Second, the body of work in/on the Wild West, that I have been exposed to, focuses almost entirely on the lawlessness and the “heroics” of the [white] sheriffs keeping the peace by protecting [other white] people [settlers/colonizers] from the [insert nonwhite group here] threats. Zhang takes these underrepresented perspectives and gives just a little glimpse of their reality – primarily the Chinese immigrants shipped across the ocean as indentured servant/slave labor to build railroads, with recognition of others, like the Indigenous populations removed from their own lands, and the way they were otherized, becoming one with a land in a nation that would never see them as a true part of its people. The focus on the land and its resources belonging to those who lived and worked it, yet being stolen away by those with more power, was a refreshing re-shaping of this romanticized era. 
 
And here are a few other thoughts I jotted down while readying that I want to share. They’re mostly in line with what’s been said, but disjointed enough (as I said, I jotted them down while reading) that they didn’t fit well anywhere else. Haha. In any case, this entire novel, from the experiences/lives of Ma and Ba down to the disparate ways that Lucy and Sam approached their lives, this was a full-on meditation on the dreams of immigrants, and children of immigrants, in America.

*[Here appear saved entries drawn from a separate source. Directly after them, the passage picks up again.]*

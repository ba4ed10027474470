// SPDX-License-Identifier: Apache-2.0 OR MIT
// Copyright (c) 2025-2026 naskel.com

//! Control session: handshake, keepalive, disconnect detection, reconnect.
//!
//! # Threads per attempt
//!
//! ```text
//! skyfeed-session (supervisor)
//!   |-- skyfeed-ctp-drain      reads replies/notifications, reports EOF
//!   '-- skyfeed-ctp-keepalive  CTP_KEEP_ALIVE every keepalive_interval
//! ```
//!
//! Both background tasks carry the attempt's generation and go quiet as soon
//! as the supervisor retires it. Attempts never overlap.

mod command;
mod drain;
mod generation;
mod keepalive;
mod link;
mod manager;
mod state;

pub use command::CommandLink;
pub use generation::{AttemptContext, Generation};
pub use link::ControlLink;
pub use manager::SessionManager;
pub use state::{SessionMonitor, SessionState};
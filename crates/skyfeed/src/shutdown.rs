// SPDX-License-Identifier: Apache-2.0 OR MIT
// Copyright (c) 2025-2026 naskel.com

//! Process-wide cooperative shutdown signal.
//!
//! Every loop checks the signal once per iteration and after each bounded
//! blocking call. Nothing is interrupted preemptively.

use std::sync::atomic::{AtomicBool, Ordering};
use std::sync::Arc;
use std::time::{Duration, Instant};

/// Cloneable shutdown flag.
#[derive(Clone, Debug, Default)]
pub struct Shutdown {
    requested: Arc<AtomicBool>,
}

impl Shutdown {
    pub fn new() -> Self {
        Self::default()
    }

    /// Request shutdown. Idempotent.
    pub fn trigger(&self) {
        self.requested.store(true, Ordering::SeqCst);
    }

    pub fn is_triggered(&self) -> bool {
        self.requested.load(Ordering::SeqCst)
    }

    /// Sleep for `total`, waking every `slice` to check the signal.
    ///
    /// Returns `false` if shutdown was requested before the delay elapsed.
    pub fn sleep(&self, total: Duration, slice: Duration) -> bool {
        let deadline = Instant::now() + total;
        loop {
            if self.is_triggered() {
                return false;
            }
            let now = Instant::now();
            if now >= deadline {
                return true;
            }
            std::thread::sleep(slice.min(deadline - now));
        }
    }
}
// SPDX-License-Identifier: Apache-2.0 OR MIT
// Copyright (c) 2025-2026 naskel.com

//! Reconnect supervisor.
//!
//! Runs one connection attempt at a time:
//!
//! 1. connect the control transport (bounded timeout)
//! 2. start the inbound drain, send `APP_ACCESS`, wait the handshake gap,
//!    send `OPEN_RT_STREAM`
//! 3. start the keepalive and wait for a disconnect report or shutdown
//! 4. tear the attempt down, wait the reconnect delay, go again
//!
//! Failures at any step are logged and retried; only shutdown ends the loop.

use std::sync::Arc;
use std::thread::{self, JoinHandle};

use crossbeam::channel::RecvTimeoutError;

use super::command::{ActiveLink, CommandLink};
use super::drain::{self, DrainHandle};
use super::generation::{AttemptContext, DisconnectSignal, Generation};
use super::keepalive::{self, KeepaliveHandle};
use super::link::ControlLink;
use super::state::{SessionMonitor, SessionState};
use crate::config::StreamConfig;
use crate::ctp::ControlMessage;
use crate::error::{Error, TransportError};
use crate::shutdown::Shutdown;

/// Sequential control-session supervisor.
pub struct SessionManager {
    config: StreamConfig,
    monitor: Arc<SessionMonitor>,
    generation: Generation,
    active: ActiveLink,
    shutdown: Shutdown,
}

impl SessionManager {
    pub fn new(config: StreamConfig, shutdown: Shutdown) -> Self {
        Self {
            config,
            monitor: Arc::new(SessionMonitor::new()),
            generation: Generation::new(),
            active: ActiveLink::default(),
            shutdown,
        }
    }

    pub fn monitor(&self) -> Arc<SessionMonitor> {
        Arc::clone(&self.monitor)
    }

    pub fn command_link(&self) -> CommandLink {
        CommandLink::new(Arc::clone(&self.active))
    }

    /// Run the supervisor on a named thread.
    pub fn spawn(self) -> Result<JoinHandle<()>, Error> {
        thread::Builder::new()
            .name("skyfeed-session".to_string())
            .spawn(move || self.run())
            .map_err(|source| Error::Thread {
                name: "skyfeed-session",
                source,
            })
    }

    /// Supervisor loop. Returns once shutdown is requested.
    pub fn run(&self) {
        log::info!(
            "[CTP] session supervisor started for {}",
            self.config.control_addr()
        );

        while !self.shutdown.is_triggered() {
            let attempt = self.generation.begin();
            self.monitor.begin_attempt(attempt.id());
            log::debug!("[CTP] attempt {} starting", attempt.id());

            match self.run_attempt(&attempt) {
                Ok(Some(reason)) => log::warn!("[CTP] session lost: {}", reason),
                Ok(None) => {}
                Err(e) => log::warn!("[CTP] attempt {} failed: {}", attempt.id(), e),
            }
            self.monitor.set_state(SessionState::Disconnected);

            if self.shutdown.is_triggered() {
                break;
            }
            log::info!(
                "[CTP] reconnecting in {:?}",
                self.config.reconnect_delay()
            );
            if !self
                .shutdown
                .sleep(self.config.reconnect_delay(), self.config.io_timeout())
            {
                break;
            }
        }

        self.monitor.set_state(SessionState::Disconnected);
        log::info!("[CTP] session supervisor stopped");
    }

    /// One attempt. `Ok(None)` means shutdown was requested mid-attempt.
    fn run_attempt(&self, attempt: &AttemptContext) -> Result<Option<TransportError>, Error> {
        let poll = self.config.io_timeout();

        self.monitor.set_state(SessionState::Connecting);
        let link = Arc::new(ControlLink::connect(
            self.config.control_addr(),
            self.config.connect_timeout(),
            poll,
        )?);
        let mut resources = AttemptResources::new(self, attempt.clone(), Arc::clone(&link));
        let (signal, disconnected) = DisconnectSignal::new(attempt.clone());

        self.monitor.set_state(SessionState::Handshaking);
        resources.drain = Some(drain::spawn(
            link.reader()?,
            signal.clone(),
            self.monitor(),
            self.shutdown.clone(),
        )?);

        link.send(&ControlMessage::access(&self.config))?;
        if !self.shutdown.sleep(self.config.handshake_gap(), poll) {
            return Ok(None);
        }
        link.send(&ControlMessage::open_stream(&self.config))?;

        if let Ok(reason) = disconnected.try_recv() {
            return Ok(Some(reason));
        }

        *self.active.write() = Some(Arc::clone(&link));
        self.monitor.record_handshake();
        log::info!(
            "[CTP] streaming {}x{}@{} from {} (attempt {})",
            self.config.width,
            self.config.height,
            self.config.fps,
            link.peer(),
            attempt.id()
        );

        resources.keepalive = Some(keepalive::spawn(
            Arc::clone(&link),
            self.config.keepalive_interval(),
            signal,
            self.monitor(),
            self.shutdown.clone(),
        )?);

        loop {
            match disconnected.recv_timeout(poll) {
                Ok(reason) => return Ok(Some(reason)),
                Err(RecvTimeoutError::Timeout) => {
                    if self.shutdown.is_triggered() {
                        return Ok(None);
                    }
                }
                // Every task exited without reporting; treat as closed.
                Err(RecvTimeoutError::Disconnected) => return Ok(Some(TransportError::Closed)),
            }
        }
    }
}

/// Everything an attempt started. Dropping it tears the attempt down.
struct AttemptResources<'a> {
    manager: &'a SessionManager,
    attempt: AttemptContext,
    link: Arc<ControlLink>,
    drain: Option<DrainHandle>,
    keepalive: Option<KeepaliveHandle>,
}

impl<'a> AttemptResources<'a> {
    fn new(manager: &'a SessionManager, attempt: AttemptContext, link: Arc<ControlLink>) -> Self {
        Self {
            manager,
            attempt,
            link,
            drain: None,
            keepalive: None,
        }
    }
}

impl Drop for AttemptResources<'_> {
    fn drop(&mut self) {
        self.manager.monitor.set_state(SessionState::Closing);

        // Retire first so no task acts on this attempt while it unwinds.
        self.attempt.retire();
        self.manager.active.write().take();

        if let Some(mut keepalive) = self.keepalive.take() {
            keepalive.stop();
        }
        self.link.close();
        if let Some(mut drain) = self.drain.take() {
            drain.join();
        }

        log::debug!("[CTP] attempt {} torn down", self.attempt.id());
    }
}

There is, as there always is, the ever present “promise” of finding their place if they just work hard enough and forget enough of where they came from to manage the [impossible] task of assimilation. And with that, there comes the ever-present heaviness of the weight of dreams unfulfilled, of internalized otherness, of the “where are you from” based on appearance alone, of fetishization and non-acceptance that runs deep in the marrow of the country. This is shown both in “normal” ways and paralleled gorgeously by the similarities inherent in the prospecting for gold lifestyle and dreams. And along with all that, Zhang also manages to include a fairly profound look at the difference between the expectations of and ways of moving in the world for men and women. And on every page, the imagery and language that connects Ma’s heritage to the golden hills of their birthplace, the buffalo bones and tiger foot-prints and more, is woven together so skillfully. Zhang takes these literary pieces and asks, over and over, what makes a home a home and presents the reader with the bittersweet reality of feeling that one belongs in a place but not being seen/accepted the other that reside there too. 
 
This is still not a genre I love. I probably won’t seek out more. But Zhang’s reclaiming of, bearing witness to, the buried truths in this time and space – in a way that speaks also to how these moments shape so much of the present racial and land-owning reality of this country – is deeply satisfying to have experienced. At one point, Zhang writes of the combination of “violence and bitterness and hope” that killed Ba and, for me, that combination also created the cornerstone reading experience of this novel, this story that took me on an affecting journey of family and home and want.  
 
“Was it braver to move loud or to stand quiet...?” 
 
“Ba said what a man knows to be true is different from what he reads.” 
 
“...later she’ll blame the cost of that meat, and the long desperate days worked to pay that cost, and the men who set that price, and the men who built the mines that paid so little, and the men who emptied the earth and choked the streams and made the days so dry, and the claiming of the land by some that leaves others clutching only dusty air...” 
 
“I don’t see how you can claim to own a place and treat it so poor...” 
 
“Point is, there’s always been gold in these hills. You just had to believe.” 
 
“I grew up knowing I belonged to this land, Lucy girl. You and Sam do too, never mind how you look. Don’t let any man with a history book tell you different.” 
 
“Too often truth ain’t in what’s right […] sometimes it’s in who speaks it. Or writes it.” 
 
“What makes a ghost a ghost? Can a person be haunted by herself?” 
 
“Certain, now, of the truth she’s suspected. New places there may be, new languages – but there are no new stories. No lands left wild where men haven’t touched, and touched.”